Nikki Haley Sucks and Is Also Inadvertently Hilarious
The GOP presidential hopeful—tied in 2nd place behind Trump—had a banner week of head-scratching, puzzling, and admittedly hilarious gaffes.
Nikki Haley is such a uniquely, nauseatingly awful politician because she insists on play-acting as the reasonable adult in the room. In reality, she’s said she would ban abortion if she could, she wants to defund schools that teach whatever she deems to be “critical race theory,” and, as of Thursday night, she seemingly suggested she wants us all to be depressed. More on that shortly!
It’s truly been a banner week for head-scratching, downright puzzling, and admittedly side-splitting gaffes from the presidential candidate, who’s roughly tied in second with Florida Gov. Ron DeSantis behind former President Trump for the Republican nomination. One poll this week put Haley in front of DeSantis, which has me wondering if the Republican base is just enthused by weirdos??? (Their pick for 2016 and 2020 would certainly suggest that this is the case.) Because… let’s go over how Haley kicked off 2024 this week, shall we?
First, an excerpt from her 2012 memoir, Can’t Is Not an Option, went viral on Twitter, and it’s one of the strangest things I’ve seen in a while. In the excerpt, Haley writes that one day, she looked at her husband William Michael Haley, long called “Bill,” and decided that he “just [didn’t] look like a Bill.” When he told her his full name—William Michael—Haley decreed that he “looks like a Michael” and henceforth, that was his name. No muss, no fuss, and no more Bill. When you pull back all the layers of oddity to this little tale, there’s admittedly something kind of charming about a husband so deferential he’d let his wife rename him—an adult man—as one would a dog you adopt off the street. If only her politics weren’t so awful, then I could almost appreciate this heaping of Alpha energy. In any case, charming story or not, it leaves me with a lot of questions: What’s wrong with “Bill”?? How does one simply “look like a Michael”?? And… Haley really likes to rename people, doesn’t she?
I am also laughing at Haley’s latest attempt to defend her awful statements from last month, in which she declined to identify slavery as the core cause of the Civil War. In a CNN town hall on Thursday night, when asked about rival Chris Christie calling her “dumb or racist” for her comments, Haley conceded that she “should have said slavery right off the bat.” But she denied being racist. Her evidence? “You grow up and you have—you know, I had Black friends growing up. [Slavery is] a very talked about thing,” Haley said. “We have a big history in South Carolina when it comes to, you know, slavery, when it comes to all the things that happen with the Civil War, all that.” Ah, yes, the “Black friend” card—the trump card for casual racists whenever they’re gently, politely confronted for an offensive comment they’ve made. Someone in the Republican field—which features the likes of former President Trump and DeSantis, who’s supported public school curriculum that teaches the “benefits” of slavery—was bound to play this card eventually. And in true #GirlPower fashion, Haley pulled it first in 2024.
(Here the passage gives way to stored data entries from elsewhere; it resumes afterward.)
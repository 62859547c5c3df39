use axum::{
    http::StatusCode,
    response::{IntoResponse, Json, Response},
};
use serde::Serialize;
use serde_json::json;

/// Wrapper for API responses that automatically adds success envelope
#[derive(Debug)]
pub struct ApiResponse<T: Serialize> {
    pub data: T,
    pub status_code: Option<StatusCode>,
}

impl<T: Serialize> ApiResponse<T> {
    /// Create a successful API response with default 200 status
    pub fn success(data: T) -> Self {
        Self {
            data,
            status_code: None, // Default to 200 OK
        }
    }

    /// Create an API response with custom status code
    pub fn with_status(data: T, status_code: StatusCode) -> Self {
        Self {
            data,
            status_code: Some(status_code),
        }
    }

    /// Create a 201 Created response
    pub fn created(data: T) -> Self {
        Self::with_status(data, StatusCode::CREATED)
    }
}

impl<T: Serialize> IntoResponse for ApiResponse<T> {
    fn into_response(self) -> Response {
        let status = self.status_code.unwrap_or(StatusCode::OK);

        // Convert data to JSON Value for consistent envelope format
        let data_value = match serde_json::to_value(&self.data) {
            Ok(value) => value,
            Err(e) => {
                tracing::error!("Failed to serialize response data: {}", e);
                return (
                    StatusCode::INTERNAL_SERVER_ERROR,
                    Json(json!({
                        "error": true,
                        "message": "Failed to serialize response data",
                        "code": "INTERNAL_SERVER_ERROR"
                    })),
                )
                    .into_response();
            }
        };

        // Wrap in success envelope
        let envelope = json!({
            "success": true,
            "data": data_value
        });

        (status, Json(envelope)).into_response()
    }
}

// Convenience type alias
pub type ApiResult<T> = Result<ApiResponse<T>, crate::error::ApiError>;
Finally, that brings us to Friday, as the internet collectively scratches its head at Haley’s Thursday night tweet, “We have to deal with the cancer that is mental health.” One first reading it, I was deeply confused. On second read, it sounds like Haley is calling mental health—or perhaps just a culture that takes mental health seriously—a “cancer” to be “dealt with,” which I can only assume means she’s running on a platform of untreated mental illness for all…? It’s hard to even riff off of this when I have no real sense of what she’s saying. (Though my best guess is she was trying for something like “mental health crisis.”)
So, that was Nikki Haley’s first week of headlines in 2024. The Iowa Caucus is just 10 days away and Haley is in the news for renaming her husband, touting her Black friends, and comparing mental wellness to a cancer that must be expunged. You’re doing great, Nikki!